= Beginning of Section =

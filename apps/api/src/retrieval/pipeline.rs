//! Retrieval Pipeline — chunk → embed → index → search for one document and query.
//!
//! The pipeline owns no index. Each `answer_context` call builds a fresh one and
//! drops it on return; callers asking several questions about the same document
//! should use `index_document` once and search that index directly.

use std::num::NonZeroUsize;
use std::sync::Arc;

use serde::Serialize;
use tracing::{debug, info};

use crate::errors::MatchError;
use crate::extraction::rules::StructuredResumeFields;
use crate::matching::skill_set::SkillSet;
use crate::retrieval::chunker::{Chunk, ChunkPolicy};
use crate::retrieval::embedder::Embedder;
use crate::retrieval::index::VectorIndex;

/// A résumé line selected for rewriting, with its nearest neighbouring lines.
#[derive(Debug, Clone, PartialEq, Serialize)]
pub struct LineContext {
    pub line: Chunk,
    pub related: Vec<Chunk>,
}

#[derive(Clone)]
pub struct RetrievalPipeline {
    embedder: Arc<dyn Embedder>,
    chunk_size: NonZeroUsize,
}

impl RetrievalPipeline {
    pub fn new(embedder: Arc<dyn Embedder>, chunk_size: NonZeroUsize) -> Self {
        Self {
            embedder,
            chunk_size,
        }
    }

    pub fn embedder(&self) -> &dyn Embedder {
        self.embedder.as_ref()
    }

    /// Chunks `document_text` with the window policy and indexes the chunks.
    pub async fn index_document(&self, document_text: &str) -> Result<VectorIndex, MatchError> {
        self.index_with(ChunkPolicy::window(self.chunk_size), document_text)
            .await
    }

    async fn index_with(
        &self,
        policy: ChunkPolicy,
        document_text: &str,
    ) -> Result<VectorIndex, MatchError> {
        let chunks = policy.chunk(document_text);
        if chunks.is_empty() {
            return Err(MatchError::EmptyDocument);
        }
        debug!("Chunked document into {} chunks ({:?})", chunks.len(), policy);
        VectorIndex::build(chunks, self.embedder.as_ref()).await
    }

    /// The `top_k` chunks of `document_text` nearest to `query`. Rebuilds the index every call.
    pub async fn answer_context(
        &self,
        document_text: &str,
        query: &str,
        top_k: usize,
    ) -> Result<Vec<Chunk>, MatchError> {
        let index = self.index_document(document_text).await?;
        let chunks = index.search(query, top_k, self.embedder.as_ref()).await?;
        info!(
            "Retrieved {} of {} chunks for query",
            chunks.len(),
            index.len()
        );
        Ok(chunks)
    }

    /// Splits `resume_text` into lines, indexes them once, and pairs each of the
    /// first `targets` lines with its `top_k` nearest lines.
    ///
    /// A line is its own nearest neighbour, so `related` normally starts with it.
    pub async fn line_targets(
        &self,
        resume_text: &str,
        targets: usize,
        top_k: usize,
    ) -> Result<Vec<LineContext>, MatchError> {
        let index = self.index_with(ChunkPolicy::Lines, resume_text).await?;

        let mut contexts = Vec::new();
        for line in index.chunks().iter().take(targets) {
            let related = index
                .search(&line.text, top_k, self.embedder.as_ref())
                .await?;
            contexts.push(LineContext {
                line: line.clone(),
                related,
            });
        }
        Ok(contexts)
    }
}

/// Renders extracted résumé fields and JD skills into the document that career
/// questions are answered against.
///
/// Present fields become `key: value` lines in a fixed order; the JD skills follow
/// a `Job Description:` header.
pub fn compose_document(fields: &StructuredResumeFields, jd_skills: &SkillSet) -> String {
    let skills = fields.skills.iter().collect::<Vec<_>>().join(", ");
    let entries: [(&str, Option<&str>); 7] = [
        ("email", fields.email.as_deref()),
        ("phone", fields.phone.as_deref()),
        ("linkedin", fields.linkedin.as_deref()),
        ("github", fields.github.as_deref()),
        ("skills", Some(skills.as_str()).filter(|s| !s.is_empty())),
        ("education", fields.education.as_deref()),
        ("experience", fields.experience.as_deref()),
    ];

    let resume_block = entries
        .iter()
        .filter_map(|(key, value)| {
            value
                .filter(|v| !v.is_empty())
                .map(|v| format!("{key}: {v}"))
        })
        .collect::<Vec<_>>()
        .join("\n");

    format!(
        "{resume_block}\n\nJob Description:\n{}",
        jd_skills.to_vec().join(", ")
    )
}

= End of Section =
= Beginning of Section =

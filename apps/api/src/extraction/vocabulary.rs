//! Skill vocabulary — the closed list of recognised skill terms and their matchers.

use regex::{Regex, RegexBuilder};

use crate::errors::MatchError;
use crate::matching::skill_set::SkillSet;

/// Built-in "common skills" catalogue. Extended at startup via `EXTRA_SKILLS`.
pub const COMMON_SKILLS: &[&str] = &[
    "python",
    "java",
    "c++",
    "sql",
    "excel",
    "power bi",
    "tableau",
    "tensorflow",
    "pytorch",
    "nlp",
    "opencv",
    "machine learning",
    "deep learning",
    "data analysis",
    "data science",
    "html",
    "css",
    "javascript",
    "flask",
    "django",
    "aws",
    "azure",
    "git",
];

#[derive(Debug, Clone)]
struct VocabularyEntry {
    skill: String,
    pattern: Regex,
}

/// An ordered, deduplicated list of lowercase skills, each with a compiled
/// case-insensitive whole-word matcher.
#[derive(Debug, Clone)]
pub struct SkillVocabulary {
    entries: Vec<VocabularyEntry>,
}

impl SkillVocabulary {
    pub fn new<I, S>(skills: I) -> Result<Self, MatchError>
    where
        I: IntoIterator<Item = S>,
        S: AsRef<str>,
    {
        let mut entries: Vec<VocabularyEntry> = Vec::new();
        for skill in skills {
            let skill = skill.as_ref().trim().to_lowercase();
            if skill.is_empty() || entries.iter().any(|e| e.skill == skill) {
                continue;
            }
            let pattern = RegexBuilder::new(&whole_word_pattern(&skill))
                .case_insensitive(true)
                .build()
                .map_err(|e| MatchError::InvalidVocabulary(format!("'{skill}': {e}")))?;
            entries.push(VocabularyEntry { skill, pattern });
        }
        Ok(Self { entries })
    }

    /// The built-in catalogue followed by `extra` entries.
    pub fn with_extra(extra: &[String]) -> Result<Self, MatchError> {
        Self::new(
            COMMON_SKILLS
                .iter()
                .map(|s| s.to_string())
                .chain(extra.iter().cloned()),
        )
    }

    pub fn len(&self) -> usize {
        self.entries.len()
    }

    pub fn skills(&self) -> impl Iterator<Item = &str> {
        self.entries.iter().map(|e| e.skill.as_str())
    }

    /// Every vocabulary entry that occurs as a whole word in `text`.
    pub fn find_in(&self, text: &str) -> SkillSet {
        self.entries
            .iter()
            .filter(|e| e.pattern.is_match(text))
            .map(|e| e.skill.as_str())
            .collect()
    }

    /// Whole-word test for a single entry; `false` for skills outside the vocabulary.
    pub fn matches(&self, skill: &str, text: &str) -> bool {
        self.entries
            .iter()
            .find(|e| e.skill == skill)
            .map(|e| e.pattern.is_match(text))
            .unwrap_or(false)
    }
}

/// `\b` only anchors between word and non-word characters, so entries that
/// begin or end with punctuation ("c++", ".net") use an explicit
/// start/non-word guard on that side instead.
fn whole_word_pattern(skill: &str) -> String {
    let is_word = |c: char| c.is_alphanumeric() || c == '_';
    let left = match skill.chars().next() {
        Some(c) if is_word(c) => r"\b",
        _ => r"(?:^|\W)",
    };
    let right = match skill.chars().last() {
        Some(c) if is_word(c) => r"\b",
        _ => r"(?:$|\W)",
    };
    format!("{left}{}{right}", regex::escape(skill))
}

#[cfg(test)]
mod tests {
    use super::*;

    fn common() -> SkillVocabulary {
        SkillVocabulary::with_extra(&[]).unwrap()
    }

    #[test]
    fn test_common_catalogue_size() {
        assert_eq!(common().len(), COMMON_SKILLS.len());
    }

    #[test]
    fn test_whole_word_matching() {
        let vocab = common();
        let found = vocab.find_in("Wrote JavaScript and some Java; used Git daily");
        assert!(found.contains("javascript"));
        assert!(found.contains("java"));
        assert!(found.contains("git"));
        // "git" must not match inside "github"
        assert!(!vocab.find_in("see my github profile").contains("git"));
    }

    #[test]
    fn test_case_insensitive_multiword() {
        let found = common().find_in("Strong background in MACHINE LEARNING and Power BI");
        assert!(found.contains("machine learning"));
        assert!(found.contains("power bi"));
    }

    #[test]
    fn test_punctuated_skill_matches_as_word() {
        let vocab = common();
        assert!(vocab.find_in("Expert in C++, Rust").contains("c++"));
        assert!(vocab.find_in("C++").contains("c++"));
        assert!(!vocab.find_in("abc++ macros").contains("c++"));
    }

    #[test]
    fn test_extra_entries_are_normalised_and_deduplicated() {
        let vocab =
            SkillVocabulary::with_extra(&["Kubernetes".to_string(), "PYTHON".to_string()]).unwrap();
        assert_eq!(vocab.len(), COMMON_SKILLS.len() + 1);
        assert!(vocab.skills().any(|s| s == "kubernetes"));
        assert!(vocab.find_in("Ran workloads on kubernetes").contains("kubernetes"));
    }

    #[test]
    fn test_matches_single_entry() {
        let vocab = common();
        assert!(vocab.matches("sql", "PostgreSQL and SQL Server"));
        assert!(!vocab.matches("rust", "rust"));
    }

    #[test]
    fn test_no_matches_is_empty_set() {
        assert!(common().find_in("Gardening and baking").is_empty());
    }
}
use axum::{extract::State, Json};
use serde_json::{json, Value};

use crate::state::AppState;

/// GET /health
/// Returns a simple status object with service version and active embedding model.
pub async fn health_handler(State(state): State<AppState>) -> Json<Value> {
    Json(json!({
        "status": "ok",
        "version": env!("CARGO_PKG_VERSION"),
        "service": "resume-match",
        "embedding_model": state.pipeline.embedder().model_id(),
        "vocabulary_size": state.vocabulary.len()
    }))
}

= End of Section =
= Beginning of Section =

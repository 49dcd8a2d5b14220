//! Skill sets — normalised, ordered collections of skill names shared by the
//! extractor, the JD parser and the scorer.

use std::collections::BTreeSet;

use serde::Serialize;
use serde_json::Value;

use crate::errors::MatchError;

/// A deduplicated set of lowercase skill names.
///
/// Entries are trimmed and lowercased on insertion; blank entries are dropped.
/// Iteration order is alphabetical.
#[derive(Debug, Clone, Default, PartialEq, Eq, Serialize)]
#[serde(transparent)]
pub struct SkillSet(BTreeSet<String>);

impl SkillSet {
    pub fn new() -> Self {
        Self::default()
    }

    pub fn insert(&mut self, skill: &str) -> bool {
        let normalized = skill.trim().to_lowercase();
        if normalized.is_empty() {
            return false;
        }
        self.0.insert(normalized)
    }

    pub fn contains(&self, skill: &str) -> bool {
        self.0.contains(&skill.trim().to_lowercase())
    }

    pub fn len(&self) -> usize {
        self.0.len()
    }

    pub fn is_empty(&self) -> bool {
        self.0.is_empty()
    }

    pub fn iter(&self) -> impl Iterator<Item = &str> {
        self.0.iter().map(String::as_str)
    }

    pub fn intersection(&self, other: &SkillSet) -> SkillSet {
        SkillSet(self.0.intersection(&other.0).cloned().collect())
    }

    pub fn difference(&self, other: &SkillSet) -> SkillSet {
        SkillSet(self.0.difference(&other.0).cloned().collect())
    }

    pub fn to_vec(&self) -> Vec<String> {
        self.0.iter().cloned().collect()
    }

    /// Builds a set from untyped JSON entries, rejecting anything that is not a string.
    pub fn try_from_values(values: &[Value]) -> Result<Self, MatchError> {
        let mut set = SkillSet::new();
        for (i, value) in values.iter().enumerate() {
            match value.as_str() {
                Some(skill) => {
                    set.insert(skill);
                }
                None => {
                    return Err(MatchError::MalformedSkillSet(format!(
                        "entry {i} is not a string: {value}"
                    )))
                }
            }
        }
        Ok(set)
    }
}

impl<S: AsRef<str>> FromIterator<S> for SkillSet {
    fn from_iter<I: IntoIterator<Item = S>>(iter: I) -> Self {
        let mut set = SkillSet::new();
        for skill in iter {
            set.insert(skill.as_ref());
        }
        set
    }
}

= End of Section =

Exercise aim:
For each line above that includes "Item", copy the line.

Result below:
        I: IntoIterator<Item = S>,
    pub fn skills(&self) -> impl Iterator<Item = &str> {
    pub fn iter(&self) -> impl Iterator<Item = &str> {
    fn from_iter<I: IntoIterator<Item = S>>(iter: I) -> Self {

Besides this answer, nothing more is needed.